This story from the perspective of the Thing did get into the notion of what it would be like to be an amorphous consciousness (and how odd it is that Earthlings aren't). It's still a little different, though, from the trajectory of being human and then realizing what it's like to be multi-human. A version with Pod People would be a different kind of story...

Cool! I'll read that one, too, thanks!

What I was thinking about with the pod people was their group mentality. (After all, it has long been considered a metaphor for communism.) I'd like to see someone imagine—or do it myself—the poddified people not as soulless outer shells of their former selves, but as themselves, "melted" into a group consciousness. As an example of something similar, the Buffy the Vampire Slayer episode, "The Wish" did an excellent job showing characters who remained themselves, but as evil versions of themselves, as vampires.

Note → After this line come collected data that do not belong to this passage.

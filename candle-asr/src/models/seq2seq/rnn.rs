//! Recurrent decoder cell: a stack of GRU layers stepped one token at a time.
//!
//! Layer k loads its weights from `{k}.weight_ih_l0`, `{k}.weight_hh_l0`,
//! `{k}.bias_ih_l0` and `{k}.bias_hh_l0`, the layout of a single-layer PyTorch GRU.

use candle::{DType, Result, Tensor};
use candle_nn::rnn::{GRUConfig, GRUState, GRU, RNN};
use candle_nn::VarBuilder;

/// Multi-layer GRU with dropout between layers while training.
#[derive(Debug, Clone)]
pub struct DecoderRnn {
    layers: Vec<GRU>,
    hidden_size: usize,
    dropout: f32,
    span: tracing::Span,
}

impl DecoderRnn {
    pub fn new(
        input_size: usize,
        hidden_size: usize,
        num_layers: usize,
        dropout: f32,
        vb: VarBuilder,
    ) -> Result<Self> {
        if num_layers == 0 {
            candle::bail!("decoder rnn needs at least one layer")
        }
        let layers = (0..num_layers)
            .map(|k| {
                let in_dim = if k == 0 { input_size } else { hidden_size };
                candle_nn::rnn::gru(in_dim, hidden_size, GRUConfig::default(), vb.pp(k))
            })
            .collect::<Result<Vec<_>>>()?;
        Ok(Self {
            layers,
            hidden_size,
            dropout,
            span: tracing::span!(tracing::Level::TRACE, "decoder-rnn"),
        })
    }

    pub fn num_layers(&self) -> usize {
        self.layers.len()
    }

    pub fn hidden_size(&self) -> usize {
        self.hidden_size
    }

    /// Zero hidden state for `batch_size` sequences: [layers, batch, hidden].
    pub fn zero_state(&self, batch_size: usize, dtype: DType, device: &candle::Device) -> Result<Tensor> {
        Tensor::zeros(
            (self.layers.len(), batch_size, self.hidden_size),
            dtype,
            device,
        )
    }

    /// One step. `prev` of `None` starts from zeros.
    ///
    /// xs: [batch, input], prev: [layers, batch, hidden]
    /// Returns (output [batch, hidden], new hidden [layers, batch, hidden]).
    pub fn step(&self, xs: &Tensor, prev: Option<&Tensor>, train: bool) -> Result<(Tensor, Tensor)> {
        let _enter = self.span.enter();
        let batch_size = xs.dim(0)?;
        let prev = match prev {
            Some(prev) => prev.clone(),
            None => self.zero_state(batch_size, xs.dtype(), xs.device())?,
        };
        let mut input = xs.clone();
        let mut hiddens = Vec::with_capacity(self.layers.len());
        for (k, layer) in self.layers.iter().enumerate() {
            let state = GRUState { h: prev.get(k)? };
            let h = layer.step(&input, &state)?.h;
            hiddens.push(h.clone());
            input = if train && self.dropout > 0.0 && k + 1 < self.layers.len() {
                candle_nn::ops::dropout(&h, self.dropout)?
            } else {
                h
            };
        }
        Ok((input, Tensor::stack(&hiddens, 0)?))
    }

    /// Runs a whole sequence from a zero state: [batch, len, input] -> [batch, len, hidden].
    pub fn forward_seq(&self, xs: &Tensor, train: bool) -> Result<Tensor> {
        let seq_len = xs.dim(1)?;
        let mut hidden = None;
        let mut outputs = Vec::with_capacity(seq_len);
        for u in 0..seq_len {
            let x = xs.narrow(1, u, 1)?.squeeze(1)?.contiguous()?;
            let (out, h) = self.step(&x, hidden.as_ref(), train)?;
            outputs.push(out);
            hidden = Some(h);
        }
        Tensor::stack(&outputs, 1)
    }
}

#[cfg(test)]
mod tests {
    use super::*;
    use candle::Device;
    use candle_nn::VarMap;

    #[test]
    fn test_step_shapes() -> Result<()> {
        let dev = Device::Cpu;
        let varmap = VarMap::new();
        let vb = VarBuilder::from_varmap(&varmap, DType::F32, &dev);
        let rnn = DecoderRnn::new(4, 6, 2, 0.0, vb)?;
        assert_eq!(rnn.num_layers(), 2);

        let xs = Tensor::randn(0f32, 1., (3, 4), &dev)?;
        let (out, hidden) = rnn.step(&xs, None, false)?;
        assert_eq!(out.dims(), &[3, 6]);
        assert_eq!(hidden.dims(), &[2, 3, 6]);
        // The output is the top layer's hidden state.
        let diff = (out - hidden.get(1)?)?.abs()?.sum_all()?.to_scalar::<f32>()?;
        assert_eq!(diff, 0.0);

        let (_, next) = rnn.step(&xs, Some(&hidden), false)?;
        assert_eq!(next.dims(), &[2, 3, 6]);
        Ok(())
    }

    #[test]
    fn test_forward_seq_matches_steps() -> Result<()> {
        let dev = Device::Cpu;
        let varmap = VarMap::new();
        let vb = VarBuilder::from_varmap(&varmap, DType::F32, &dev);
        let rnn = DecoderRnn::new(4, 4, 1, 0.0, vb)?;

        let xs = Tensor::randn(0f32, 1., (2, 3, 4), &dev)?;
        let seq = rnn.forward_seq(&xs, false)?;
        assert_eq!(seq.dims(), &[2, 3, 4]);

        let mut hidden = None;
        for u in 0..3 {
            let (out, h) = rnn.step(&xs.narrow(1, u, 1)?.squeeze(1)?, hidden.as_ref(), false)?;
            let diff = (out - seq.narrow(1, u, 1)?.squeeze(1)?)?
                .abs()?
                .sum_all()?
                .to_scalar::<f32>()?;
            assert!(diff < 1e-6);
            hidden = Some(h);
        }
        Ok(())
    }

    #[test]
    fn test_layers_match_candle_gru() -> Result<()> {
        let dev = Device::Cpu;
        let varmap = VarMap::new();
        let vb = VarBuilder::from_varmap(&varmap, DType::F32, &dev);
        let rnn = DecoderRnn::new(6, 6, 2, 0.0, vb.pp("rnn"))?;
        let names: Vec<String> = varmap.data().lock().expect("lock").keys().cloned().collect();
        assert!(names.contains(&"rnn.0.weight_ih_l0".to_string()));
        assert!(names.contains(&"rnn.1.bias_hh_l0".to_string()));

        // Same variables, looked up again by a plain single-layer GRU.
        let gru = candle_nn::rnn::gru(6, 6, GRUConfig::default(), vb.pp("rnn").pp(0))?;
        let xs = Tensor::randn(0f32, 1., (3, 6), &dev)?;
        let h0 = Tensor::randn(0f32, 1., (2, 3, 6), &dev)?;
        let (_, hidden) = rnn.step(&xs, Some(&h0), false)?;
        let expected = gru.step(&xs, &GRUState { h: h0.get(0)? })?.h;
        let diff = (hidden.get(0)? - expected)?
            .abs()?
            .flatten_all()?
            .max(0)?
            .to_scalar::<f32>()?;
        assert!(diff < 1e-6, "{diff}");
        Ok(())
    }
}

In the Invasion of the Body Snatchers and its remakes, the reason the poddified people are hard to distinguish from their former selves is because they're good at mimicry. They were only pretending to be their former selves. However, if one person's consciousness really isn't distinct from another's in a fundamental way, just by a much thinner channel of communication than that between the parts of one's brain, then thickening the channel of communication between people by telepathy would probably feel like a kind of awakening—realizing that there are all these other parts of you that had been hidden until now. These people would probably talk and act as they did in the Body Snatcher movies: they'd tell the anti-pod antagonists that there's nothing to fear from poddification, that they haven't lost anything, they've only gained a wider consciousness, etc., while the antagonists recoil in horror because it's a threat to their individuality. Whenever someone is poddified, they change their mind not because they've been overcome, but because now they, too, see what they've been missing.

Personally, I can't say which side I'd be on. It would be underwhelming for the author of this remake to just reverse the moral (individualism is bad; all is one, baby!). It is horrific to think of one's personality melting into a larger brain. Also, the end-state of that is sopolistic: there would be only one consciousness, with no one to talk to. (But then again, wanting to talk to others is wanting to thicken the connections between bits of consciousness, so that's the same thing again.)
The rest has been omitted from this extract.